Stored items
##########
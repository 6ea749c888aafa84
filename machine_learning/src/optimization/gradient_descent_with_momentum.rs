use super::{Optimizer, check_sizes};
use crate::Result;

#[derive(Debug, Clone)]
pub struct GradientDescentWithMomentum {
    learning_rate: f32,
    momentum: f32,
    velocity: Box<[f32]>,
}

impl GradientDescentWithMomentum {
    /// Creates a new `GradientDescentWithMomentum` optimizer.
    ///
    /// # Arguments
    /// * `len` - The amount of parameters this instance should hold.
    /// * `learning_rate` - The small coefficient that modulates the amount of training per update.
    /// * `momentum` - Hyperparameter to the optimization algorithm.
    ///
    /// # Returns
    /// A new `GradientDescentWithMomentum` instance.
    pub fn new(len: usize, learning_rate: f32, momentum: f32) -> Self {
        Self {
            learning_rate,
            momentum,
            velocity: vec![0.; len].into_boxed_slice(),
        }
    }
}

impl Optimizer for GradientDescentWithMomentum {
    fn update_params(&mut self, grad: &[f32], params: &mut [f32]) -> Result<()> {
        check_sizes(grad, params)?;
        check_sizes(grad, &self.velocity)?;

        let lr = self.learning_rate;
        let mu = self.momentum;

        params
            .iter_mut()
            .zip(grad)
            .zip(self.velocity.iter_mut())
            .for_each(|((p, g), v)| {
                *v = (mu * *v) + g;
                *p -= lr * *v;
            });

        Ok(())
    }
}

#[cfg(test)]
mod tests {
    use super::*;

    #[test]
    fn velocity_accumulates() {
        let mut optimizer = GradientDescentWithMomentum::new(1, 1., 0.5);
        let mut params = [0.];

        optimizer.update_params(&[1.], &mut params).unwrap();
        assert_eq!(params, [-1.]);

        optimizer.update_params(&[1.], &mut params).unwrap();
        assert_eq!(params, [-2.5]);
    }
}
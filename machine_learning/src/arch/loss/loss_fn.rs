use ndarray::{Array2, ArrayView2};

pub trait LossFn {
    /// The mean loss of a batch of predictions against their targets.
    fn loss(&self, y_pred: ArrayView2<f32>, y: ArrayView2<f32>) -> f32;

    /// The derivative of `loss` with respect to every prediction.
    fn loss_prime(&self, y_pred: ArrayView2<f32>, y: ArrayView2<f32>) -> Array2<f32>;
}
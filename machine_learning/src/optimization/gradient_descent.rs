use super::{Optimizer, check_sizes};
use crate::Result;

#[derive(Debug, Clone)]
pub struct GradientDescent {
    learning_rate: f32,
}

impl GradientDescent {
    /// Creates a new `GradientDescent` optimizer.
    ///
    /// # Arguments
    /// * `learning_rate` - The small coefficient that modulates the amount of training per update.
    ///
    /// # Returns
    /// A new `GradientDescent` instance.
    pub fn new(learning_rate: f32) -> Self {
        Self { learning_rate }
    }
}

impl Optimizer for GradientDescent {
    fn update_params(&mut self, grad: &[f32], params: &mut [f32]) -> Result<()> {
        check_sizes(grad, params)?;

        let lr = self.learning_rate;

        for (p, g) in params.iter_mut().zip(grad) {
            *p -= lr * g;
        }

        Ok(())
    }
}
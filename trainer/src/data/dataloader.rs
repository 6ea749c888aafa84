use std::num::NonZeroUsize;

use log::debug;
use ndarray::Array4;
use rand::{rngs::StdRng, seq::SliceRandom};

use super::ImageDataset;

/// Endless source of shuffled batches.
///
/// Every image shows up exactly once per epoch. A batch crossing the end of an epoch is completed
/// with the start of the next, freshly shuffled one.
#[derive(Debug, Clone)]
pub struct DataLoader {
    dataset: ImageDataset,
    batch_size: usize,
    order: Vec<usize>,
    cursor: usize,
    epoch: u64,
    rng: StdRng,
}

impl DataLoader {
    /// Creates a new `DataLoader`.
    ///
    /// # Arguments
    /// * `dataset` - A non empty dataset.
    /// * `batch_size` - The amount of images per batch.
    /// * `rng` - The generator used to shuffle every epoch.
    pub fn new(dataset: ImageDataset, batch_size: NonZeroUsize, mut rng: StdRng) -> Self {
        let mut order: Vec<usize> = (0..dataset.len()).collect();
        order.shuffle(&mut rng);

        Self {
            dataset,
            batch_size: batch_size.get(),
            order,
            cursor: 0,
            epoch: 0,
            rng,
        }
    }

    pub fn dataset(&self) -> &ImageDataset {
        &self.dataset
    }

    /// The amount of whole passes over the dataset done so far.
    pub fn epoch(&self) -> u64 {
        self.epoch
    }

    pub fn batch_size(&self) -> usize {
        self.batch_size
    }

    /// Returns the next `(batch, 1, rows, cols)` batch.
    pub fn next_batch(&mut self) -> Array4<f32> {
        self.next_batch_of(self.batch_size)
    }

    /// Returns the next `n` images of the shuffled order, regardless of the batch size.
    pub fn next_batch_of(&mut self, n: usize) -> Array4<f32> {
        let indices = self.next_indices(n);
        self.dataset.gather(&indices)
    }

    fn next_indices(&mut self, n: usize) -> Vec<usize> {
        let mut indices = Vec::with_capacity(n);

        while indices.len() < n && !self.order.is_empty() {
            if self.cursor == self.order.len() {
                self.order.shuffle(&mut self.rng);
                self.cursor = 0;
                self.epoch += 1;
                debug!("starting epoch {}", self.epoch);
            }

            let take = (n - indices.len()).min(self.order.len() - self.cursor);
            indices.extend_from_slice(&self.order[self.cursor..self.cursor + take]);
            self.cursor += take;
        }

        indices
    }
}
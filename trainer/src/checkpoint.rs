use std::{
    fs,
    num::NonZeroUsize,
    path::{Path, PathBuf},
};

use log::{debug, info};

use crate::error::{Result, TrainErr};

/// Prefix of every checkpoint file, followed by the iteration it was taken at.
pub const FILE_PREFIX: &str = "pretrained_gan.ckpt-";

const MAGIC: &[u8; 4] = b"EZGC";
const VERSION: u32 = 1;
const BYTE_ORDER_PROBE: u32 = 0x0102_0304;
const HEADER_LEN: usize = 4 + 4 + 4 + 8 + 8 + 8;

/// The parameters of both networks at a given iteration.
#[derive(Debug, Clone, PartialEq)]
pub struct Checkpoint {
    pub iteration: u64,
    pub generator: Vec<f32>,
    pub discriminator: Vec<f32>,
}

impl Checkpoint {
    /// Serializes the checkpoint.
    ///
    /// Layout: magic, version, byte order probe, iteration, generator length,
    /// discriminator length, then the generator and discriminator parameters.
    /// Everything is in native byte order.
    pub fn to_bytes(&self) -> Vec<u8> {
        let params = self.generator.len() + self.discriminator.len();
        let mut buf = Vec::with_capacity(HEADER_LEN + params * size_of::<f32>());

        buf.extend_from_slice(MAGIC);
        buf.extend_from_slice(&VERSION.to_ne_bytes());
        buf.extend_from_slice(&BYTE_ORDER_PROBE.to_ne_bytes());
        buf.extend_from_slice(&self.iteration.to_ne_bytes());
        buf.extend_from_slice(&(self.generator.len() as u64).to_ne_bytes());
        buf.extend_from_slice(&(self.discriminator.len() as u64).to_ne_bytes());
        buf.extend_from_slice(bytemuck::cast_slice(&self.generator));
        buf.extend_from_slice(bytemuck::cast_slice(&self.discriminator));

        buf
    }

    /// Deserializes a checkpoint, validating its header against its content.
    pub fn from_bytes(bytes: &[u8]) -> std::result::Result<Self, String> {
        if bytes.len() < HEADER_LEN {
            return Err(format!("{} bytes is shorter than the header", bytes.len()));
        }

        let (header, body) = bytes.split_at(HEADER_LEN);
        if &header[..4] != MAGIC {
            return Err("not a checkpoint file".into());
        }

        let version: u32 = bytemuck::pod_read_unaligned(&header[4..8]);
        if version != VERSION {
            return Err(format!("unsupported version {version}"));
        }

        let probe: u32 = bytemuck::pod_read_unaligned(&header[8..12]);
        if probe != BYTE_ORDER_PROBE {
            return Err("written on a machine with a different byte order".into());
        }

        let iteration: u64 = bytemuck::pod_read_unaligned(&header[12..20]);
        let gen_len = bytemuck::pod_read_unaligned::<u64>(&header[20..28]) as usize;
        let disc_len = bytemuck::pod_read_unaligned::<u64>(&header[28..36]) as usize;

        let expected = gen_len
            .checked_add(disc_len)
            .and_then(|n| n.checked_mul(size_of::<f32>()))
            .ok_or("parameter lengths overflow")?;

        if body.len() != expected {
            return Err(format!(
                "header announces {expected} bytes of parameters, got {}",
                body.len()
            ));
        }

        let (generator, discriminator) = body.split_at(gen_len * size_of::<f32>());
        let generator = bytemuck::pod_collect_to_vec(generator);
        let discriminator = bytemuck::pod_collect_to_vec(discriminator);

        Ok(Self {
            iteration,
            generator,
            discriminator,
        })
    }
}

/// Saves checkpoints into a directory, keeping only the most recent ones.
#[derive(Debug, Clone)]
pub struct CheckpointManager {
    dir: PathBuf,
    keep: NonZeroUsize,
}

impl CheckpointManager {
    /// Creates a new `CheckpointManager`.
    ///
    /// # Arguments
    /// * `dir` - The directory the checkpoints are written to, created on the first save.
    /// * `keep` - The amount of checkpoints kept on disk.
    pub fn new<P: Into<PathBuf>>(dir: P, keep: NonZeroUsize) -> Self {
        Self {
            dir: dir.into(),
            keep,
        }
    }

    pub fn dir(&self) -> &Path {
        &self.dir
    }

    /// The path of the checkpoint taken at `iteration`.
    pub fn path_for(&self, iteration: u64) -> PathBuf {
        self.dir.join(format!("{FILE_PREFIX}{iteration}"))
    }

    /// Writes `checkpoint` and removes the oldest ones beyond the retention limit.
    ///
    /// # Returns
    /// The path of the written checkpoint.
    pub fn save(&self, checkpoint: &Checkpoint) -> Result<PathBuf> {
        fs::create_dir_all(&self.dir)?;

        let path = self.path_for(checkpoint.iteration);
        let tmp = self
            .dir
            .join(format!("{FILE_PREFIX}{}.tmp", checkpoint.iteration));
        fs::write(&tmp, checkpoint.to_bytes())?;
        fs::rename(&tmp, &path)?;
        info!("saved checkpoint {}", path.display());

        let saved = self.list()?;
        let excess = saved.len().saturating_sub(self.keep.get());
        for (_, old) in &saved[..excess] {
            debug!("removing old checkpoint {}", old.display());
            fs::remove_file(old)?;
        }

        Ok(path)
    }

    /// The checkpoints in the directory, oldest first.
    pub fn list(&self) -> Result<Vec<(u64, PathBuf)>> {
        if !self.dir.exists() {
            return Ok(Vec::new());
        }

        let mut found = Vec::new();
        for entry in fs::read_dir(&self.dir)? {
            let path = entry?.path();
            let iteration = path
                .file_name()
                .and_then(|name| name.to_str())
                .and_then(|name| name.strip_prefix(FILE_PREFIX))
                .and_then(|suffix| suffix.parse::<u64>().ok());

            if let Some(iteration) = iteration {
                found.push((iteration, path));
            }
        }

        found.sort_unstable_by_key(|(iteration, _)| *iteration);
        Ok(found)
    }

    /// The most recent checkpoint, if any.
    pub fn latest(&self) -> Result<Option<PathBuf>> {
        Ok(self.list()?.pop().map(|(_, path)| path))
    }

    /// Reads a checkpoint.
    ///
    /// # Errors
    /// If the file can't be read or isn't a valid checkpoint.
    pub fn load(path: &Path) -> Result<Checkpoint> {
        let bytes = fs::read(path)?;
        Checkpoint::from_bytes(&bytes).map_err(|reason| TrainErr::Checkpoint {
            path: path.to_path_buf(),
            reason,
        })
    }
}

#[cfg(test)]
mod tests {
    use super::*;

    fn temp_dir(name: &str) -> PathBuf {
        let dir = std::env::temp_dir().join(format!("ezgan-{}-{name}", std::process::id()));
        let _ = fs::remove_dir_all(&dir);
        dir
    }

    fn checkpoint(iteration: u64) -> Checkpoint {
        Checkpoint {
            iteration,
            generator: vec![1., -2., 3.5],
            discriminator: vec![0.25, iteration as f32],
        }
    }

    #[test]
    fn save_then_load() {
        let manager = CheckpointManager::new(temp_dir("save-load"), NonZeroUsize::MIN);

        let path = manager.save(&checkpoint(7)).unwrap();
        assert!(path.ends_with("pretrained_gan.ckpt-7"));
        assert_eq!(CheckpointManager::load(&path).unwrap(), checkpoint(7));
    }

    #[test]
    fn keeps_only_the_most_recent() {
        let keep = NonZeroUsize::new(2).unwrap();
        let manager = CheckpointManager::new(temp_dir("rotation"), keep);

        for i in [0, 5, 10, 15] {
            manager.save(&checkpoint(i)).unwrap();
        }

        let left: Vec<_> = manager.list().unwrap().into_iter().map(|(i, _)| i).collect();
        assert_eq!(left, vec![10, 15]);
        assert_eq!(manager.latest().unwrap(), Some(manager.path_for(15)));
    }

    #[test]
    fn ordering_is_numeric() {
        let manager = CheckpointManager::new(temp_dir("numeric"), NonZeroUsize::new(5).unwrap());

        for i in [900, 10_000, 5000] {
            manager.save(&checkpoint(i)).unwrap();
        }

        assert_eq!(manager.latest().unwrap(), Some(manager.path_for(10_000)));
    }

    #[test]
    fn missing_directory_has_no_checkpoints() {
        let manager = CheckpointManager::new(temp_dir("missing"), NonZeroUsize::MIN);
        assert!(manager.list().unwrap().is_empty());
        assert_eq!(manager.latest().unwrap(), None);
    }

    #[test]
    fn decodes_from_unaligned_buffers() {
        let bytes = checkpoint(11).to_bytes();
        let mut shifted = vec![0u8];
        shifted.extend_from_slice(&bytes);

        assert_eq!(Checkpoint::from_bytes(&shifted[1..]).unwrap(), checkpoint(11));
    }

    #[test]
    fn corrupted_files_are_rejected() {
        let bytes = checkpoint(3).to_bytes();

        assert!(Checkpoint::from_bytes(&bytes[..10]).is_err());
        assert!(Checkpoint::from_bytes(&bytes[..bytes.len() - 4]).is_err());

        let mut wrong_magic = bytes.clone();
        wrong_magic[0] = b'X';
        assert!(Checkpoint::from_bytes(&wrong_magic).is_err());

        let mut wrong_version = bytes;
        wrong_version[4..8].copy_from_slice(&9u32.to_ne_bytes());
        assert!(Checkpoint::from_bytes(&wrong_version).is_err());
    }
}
##########
== Exercise goal ==
Set down the lines above as they stand, starting with the first line and ending with the line that contains "instance should hold.".

== Exercise output ==
repository 6ea749c888aafa84
filename machine_learning/src/optimization/gradient_descent_with_momentum.rs
use super::{Optimizer, check_sizes};
use crate::Result;

#[derive(Debug, Clone)]
pub struct GradientDescentWithMomentum {
    learning_rate: f32,
    momentum: f32,
    velocity: Box<[f32]>,
}

impl GradientDescentWithMomentum {
    /// Creates a new `GradientDescentWithMomentum` optimizer.
    ///
    /// # Arguments
    /// * `len` - The amount of parameters this instance should hold.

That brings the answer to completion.